Meg and I concluded that a five-year run for the magazine felt right. So Anthology will be in print for four more issues: Issue No. 18/Winter 2015 (which will be released toward the end of this month), Issue No. 19/Spring 2015, Issue No. 20/Summer 2015, and Issue No. 21/Fall 2015. The Fall 2015 issue, which comes out in late October, will be our last one.

Rest assured that we’re working hard on the shoots and stories for the remaining issues. We’re excited about the content we’ve got lined up for all of them. We’ve already wrapped Issue No. 18, which is our color-themed edition, and we cannot wait to share it with you. (We’ll have a preview available on the site in a couple of weeks.) In our final year, we’ll deliver the same quality content and visuals you’ve come expect. We’re aiming to go out on a high note!

If you’re a subscriber, you’ll still receive all four issues in your subscription. Once your subscription expires, though, there won’t be an option to purchase a new one. For example: If your subscription ends with Issue No. 18/Winter 2015 and you would like to buy the remaining 2015 issues, please visit one of our stockists. (To make things easier, we’ve added asterisks next to the stores that sell the magazine online.) We don’t currently have plans to offer single-issue sales on our site or pro-rated subscriptions. But should that change, we’ll definitely post something here, as well as on our Facebook page and Twitter account.

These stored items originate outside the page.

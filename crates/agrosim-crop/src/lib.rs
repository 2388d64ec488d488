//! Crop growth submodels for agrosim.
//!
//! A crop cycle is represented by a [`crop::CropModel`]: a composite that
//! owns phenology, partitioning, assimilation, respiration,
//! evapotranspiration, four organ pools and the crop nutrient balance,
//! and advances them in a fixed order through the two-phase protocol.
//! Submodels exchange values only through the kiosk, all under the
//! component id of the owning crop, so retiring the crop removes every
//! variable it published.
//!
//! Annual and perennial crops share the same submodels. Perennial
//! behaviour (dormancy, age-indexed parameter tables) is selected by
//! [`crop::CropVariant`].
//!
//! # Modules
//!
//! - [`error`] -- Crop error taxonomy
//! - [`age`] -- Parameters that vary with crop age
//! - [`phenology`] -- Development stages, vernalisation and dormancy
//! - [`partitioning`] -- Dry matter partitioning over organs
//! - [`assimilation`] -- Canopy gross assimilation
//! - [`respiration`] -- Maintenance respiration
//! - [`evapotranspiration`] -- Potential and actual crop water use
//! - [`organs`] -- Leaf, stem, root and storage organ dynamics
//! - [`nutrients`] -- Crop N/P/K demand, uptake and translocation
//! - [`stress`] -- Nutrient nutrition indices and growth reduction
//! - [`crop`] -- The crop model composite

pub mod age;
pub mod assimilation;
pub mod crop;
pub mod error;
pub mod evapotranspiration;
pub mod nutrients;
pub mod organs;
pub mod partitioning;
pub mod phenology;
pub mod respiration;
pub mod stress;

mod published;

#[cfg(test)]
pub(crate) mod fixtures;

pub use crop::{CropModel, CropSummary, CropVariant};
pub use error::CropError;
pub use phenology::{Phenology, Stage};
use agrosim_kernel::{Kiosk, ParameterProvider, VarKind};
use agrosim_types::{Afgen, ComponentId};

use crate::error::CropError;
use crate::published::{Field, Published};
use crate::respiration::OrganWeights;

const BALANCE_TOLERANCE: f64 = 1e-4;

/// Uptake stops below this transpiration reduction factor.
const MIN_RFTRA_UPTAKE: f64 = 0.01;

/// One of the three macro nutrients.
#[derive(Debug, Clone, Copy, PartialEq, Eq)]
pub enum Nutrient {
    /// Nitrogen.
    N,
    /// Phosphorus.
    P,
    /// Potassium.
    K,
}

/// Kiosk names of one nutrient's variables.
struct Names {
    amount_lv: &'static str,
    amount_st: &'static str,
    amount_rt: &'static str,
    amount_so: &'static str,
    uptake_total: &'static str,
    fixation_total: &'static str,
    losses_total: &'static str,
    uptake: &'static str,
    fixation: &'static str,
    translocation: &'static str,
    death: &'static str,
    demand: &'static str,
}

impl Nutrient {
    /// All nutrients in N, P, K order.
    pub const ALL: [Self; 3] = [Self::N, Self::P, Self::K];

    /// Chemical symbol.
    pub const fn symbol(self) -> &'static str {
        match self {
            Self::N => "N",
            Self::P => "P",
            Self::K => "K",
        }
    }

    /// Name of the soil's available pool.
    pub const fn available_name(self) -> &'static str {
        match self {
            Self::N => "NAVAIL",
            Self::P => "PAVAIL",
            Self::K => "KAVAIL",
        }
    }

    const fn names(self) -> Names {
        match self {
            Self::N => Names {
                amount_lv: "NamountLV",
                amount_st: "NamountST",
                amount_rt: "NamountRT",
                amount_so: "NamountSO",
                uptake_total: "NuptakeTotal",
                fixation_total: "NfixationTotal",
                losses_total: "NlossesTotal",
                uptake: "RNUPTAKE",
                fixation: "RNFIXATION",
                translocation: "RNTRANSLOCATION",
                death: "RNDEATH",
                demand: "NdemandTotal",
            },
            Self::P => Names {
                amount_lv: "PamountLV",
                amount_st: "PamountST",
                amount_rt: "PamountRT",
                amount_so: "PamountSO",
                uptake_total: "PuptakeTotal",
                fixation_total: "PfixationTotal",
                losses_total: "PlossesTotal",
                uptake: "RPUPTAKE",
                fixation: "RPFIXATION",
                translocation: "RPTRANSLOCATION",
                death: "RPDEATH",
                demand: "PdemandTotal",
            },
            Self::K => Names {
                amount_lv: "KamountLV",
                amount_st: "KamountST",
                amount_rt: "KamountRT",
                amount_so: "KamountSO",
                uptake_total: "KuptakeTotal",
                fixation_total: "KfixationTotal",
                losses_total: "KlossesTotal",
                uptake: "RKUPTAKE",
                fixation: "RKFIXATION",
                translocation: "RKTRANSLOCATION",
                death: "RKDEATH",
                demand: "KdemandTotal",
            },
        }
    }
}

/// Concentration parameters of one nutrient (kg/kg).
#[derive(Debug, Clone, PartialEq)]
pub struct NutrientParameters {
    /// Maximum concentration in leaves by DVS.
    pub maxlv: Afgen,
    /// Maximum stem concentration as a fraction of the leaf maximum.
    pub maxst_fr: f64,
    /// Maximum root concentration as a fraction of the leaf maximum.
    pub maxrt_fr: f64,
    /// Maximum concentration in storage organs.
    pub maxso: f64,
    /// Residual concentration in leaves.
    pub residlv: f64,
    /// Residual concentration in stems.
    pub residst: f64,
    /// Residual concentration in roots.
    pub residrt: f64,
    /// Critical concentration as a fraction of the maximum.
    pub crit_fr: f64,
    /// Time coefficient of translocation to storage organs (days).
    pub tc: f64,
    /// Maximum uptake rate (kg/ha/day).
    pub uptake_max: f64,
    /// Fraction of the demand met by biological fixation.
    pub fix_fr: f64,
}

impl NutrientParameters {
    /// Read the parameters of `nutrient`.
    pub fn from_parameters(params: &ParameterProvider, nutrient: Nutrient) -> Result<Self, CropError> {
        let x = nutrient.symbol();
        let tc = params.number(&format!("TC{x}T"))?;
        if tc <= 0.0 {
            return Err(CropError::InvalidParameter {
                name: "TCxT",
                reason: format!("TC{x}T must be positive, got {tc}"),
            });
        }
        Ok(Self {
            maxlv: params.table(&format!("{x}MAXLV_TB"))?,
            maxst_fr: params.number(&format!("{x}MAXST_FR"))?,
            maxrt_fr: params.number(&format!("{x}MAXRT_FR"))?,
            maxso: params.number(&format!("{x}MAXSO"))?,
            residlv: params.number(&format!("{x}RESIDLV"))?,
            residst: params.number(&format!("{x}RESIDST"))?,
            residrt: params.number(&format!("{x}RESIDRT"))?,
            crit_fr: params.number(&format!("{x}CRIT_FR"))?,
            tc,
            uptake_max: params.number(&format!("R{x}UPTAKEMAX"))?,
            fix_fr: match nutrient {
                Nutrient::N => params.number_or("NFIX_FR", 0.0)?,
                Nutrient::P | Nutrient::K => 0.0,
            },
        })
    }

    /// Maximum concentrations in leaves, stems and roots at `dvs`.
    pub fn max_concentrations(&self, dvs: f64) -> (f64, f64, f64) {
        let lv = self.maxlv.eval(dvs);
        (lv, lv * self.maxst_fr, lv * self.maxrt_fr)
    }
}

/// Amounts of one nutrient in the crop (kg/ha).
#[derive(Debug, Clone, Copy, Default, PartialEq)]
pub struct CropNutrientStates {
    /// In living leaves.
    pub lv: f64,
    /// In living stems.
    pub st: f64,
    /// In living roots.
    pub rt: f64,
    /// In storage organs.
    pub so: f64,
    /// Taken up from the soil so far.
    pub uptake_total: f64,
    /// Fixed from the air so far.
    pub fixation_total: f64,
    /// Lost with dead tissue so far.
    pub losses_total: f64,
}

impl CropNutrientStates {
    /// Amount in living vegetative organs and storage organs.
    pub fn in_crop(&self) -> f64 {
        self.lv + self.st + self.rt + self.so
    }
}

/// Daily flows of one nutrient (kg/ha/day).
#[derive(Debug, Clone, Copy, Default, PartialEq)]
pub struct CropNutrientRates {
    /// Demand of the vegetative organs.
    pub demand: f64,
    /// Demand of the storage organs.
    pub demand_so: f64,
    /// Uptake from the soil.
    pub uptake: f64,
    /// Biological fixation.
    pub fixation: f64,
    /// Translocation to the storage organs.
    pub translocation: f64,
    /// Loss with dying leaves, stems and roots.
    pub death: f64,
    /// Net change in the leaves.
    pub d_lv: f64,
    /// Net change in the stems.
    pub d_st: f64,
    /// Net change in the roots.
    pub d_rt: f64,
    /// Net change in the storage organs.
    pub d_so: f64,
}

/// What the nutrient balance needs from the rest of the crop for one day.
#[derive(Debug, Clone, Copy, PartialEq)]
pub struct NutrientDrivers {
    /// Development stage.
    pub dvs: f64,
    /// Transpiration reduction factor.
    pub rftra: f64,
    /// Living organ weights (kg/ha).
    pub weights: OrganWeights,
    /// Leaf death (kg/ha/day).
    pub drlv: f64,
    /// Stem death (kg/ha/day).
    pub drst: f64,
    /// Root death (kg/ha/day).
    pub drrt: f64,
}

/// Development stage thresholds and root translocation shared by all nutrients.
#[derive(Debug, Clone, Copy, PartialEq)]
struct Timing {
    dvs_stop: f64,
    dvs_transl: f64,
    translrt_fr: f64,
}

fn state_fields(n: &Names) -> [Field<CropNutrientStates>; 7] {
    [
        (n.amount_lv, |s| s.lv),
        (n.amount_st, |s| s.st),
        (n.amount_rt, |s| s.rt),
        (n.amount_so, |s| s.so),
        (n.uptake_total, |s| s.uptake_total),
        (n.fixation_total, |s| s.fixation_total),
        (n.losses_total, |s| s.losses_total),
    ]
}

fn rate_fields(n: &Names) -> [Field<CropNutrientRates>; 5] {
    [
        (n.uptake, |r| r.uptake),
        (n.fixation, |r| r.fixation),
        (n.translocation, |r| r.translocation),
        (n.death, |r| r.death),
        (n.demand, |r| r.demand),
    ]
}

#[derive(Debug, Clone)]
struct Pool {
    nutrient: Nutrient,
    params: NutrientParameters,
    states: CropNutrientStates,
    rates: CropNutrientRates,
    initial: f64,
    published_states: Published<CropNutrientStates>,
    published_rates: Published<CropNutrientRates>,
}

impl Pool {
    fn initial_states(&self, dvs: f64, w: &OrganWeights) -> CropNutrientStates {
        let (lv, st, rt) = self.params.max_concentrations(dvs);
        CropNutrientStates {
            lv: w.wlv * lv,
            st: w.wst * st,
            rt: w.wrt * rt,
            so: w.wso * self.params.maxso,
            ..CropNutrientStates::default()
        }
    }

    fn flows(&self, d: &NutrientDrivers, available: f64, t: Timing) -> CropNutrientRates {
        let (p, s, w) = (&self.params, &self.states, &d.weights);
        let (max_lv, max_st, max_rt) = p.max_concentrations(d.dvs);

        let demand_lv = f64::max(max_lv.mul_add(w.wlv, -s.lv), 0.0);
        let demand_st = f64::max(max_st.mul_add(w.wst, -s.st), 0.0);
        let demand_rt = f64::max(max_rt.mul_add(w.wrt, -s.rt), 0.0);
        let demand = demand_lv + demand_st + demand_rt;
        let demand_so = f64::max(p.maxso.mul_add(w.wso, -s.so), 0.0) / p.tc;

        let mobile_lv = f64::max(0.0, w.wlv.mul_add(-p.residlv, s.lv));
        let mobile_st = f64::max(0.0, w.wst.mul_add(-p.residst, s.st));
        let mobile_rt = f64::min(
            (mobile_lv + mobile_st) * t.translrt_fr,
            f64::max(0.0, w.wrt.mul_add(-p.residrt, s.rt)),
        );
        let mobile = mobile_lv + mobile_st + mobile_rt;
        let translocation = if d.dvs >= t.dvs_transl {
            f64::min(demand_so, mobile)
        } else {
            0.0
        };
        let moved = |part: f64| {
            if mobile > 0.0 {
                translocation * part / mobile
            } else {
                0.0
            }
        };

        let (uptake, fixation) = if d.dvs < t.dvs_stop && d.rftra > MIN_RFTRA_UPTAKE {
            let fixation = f64::max(0.0, p.fix_fr * demand);
            let uptake = f64::max(0.0, (demand - fixation).min(available).min(p.uptake_max));
            (uptake, fixation)
        } else {
            (0.0, 0.0)
        };
        let supplied = |part: f64| {
            if demand > 0.0 {
                (uptake + fixation) * part / demand
            } else {
                0.0
            }
        };

        let death_lv = p.residlv * d.drlv;
        let death_st = p.residst * d.drst;
        let death_rt = p.residrt * d.drrt;

        CropNutrientRates {
            demand,
            demand_so,
            uptake,
            fixation,
            translocation,
            death: death_lv + death_st + death_rt,
            d_lv: supplied(demand_lv) - moved(mobile_lv) - death_lv,
            d_st: supplied(demand_st) - moved(mobile_st) - death_st,
            d_rt: supplied(demand_rt) - moved(mobile_rt) - death_rt,
            d_so: translocation,
        }
    }

    fn checksum(&self) -> f64 {
        let s = &self.states;
        self.initial + s.uptake_total + s.fixation_total - s.in_crop() - s.losses_total
    }
}

/// N/P/K balance of the crop.
#[derive(Debug, Clone)]
pub struct NpkCropDynamics {
    timing: Timing,
    pools: Vec<Pool>,
}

We’ll continue to share our favorite things on the blog through the end of the year. And we’ll still be on Twitter, Instagram, and Facebook.

We’d like to thank all of our collaborators, readers, sponsors, and followers for supporting Anthology over the years. Meg and I have learned so much about publishing—most of it by trial and error—and we truly appreciate the important part you played in this incredible experience. As we enter a new year, we’re filled with gratitude as well as excitement for what’s still to come.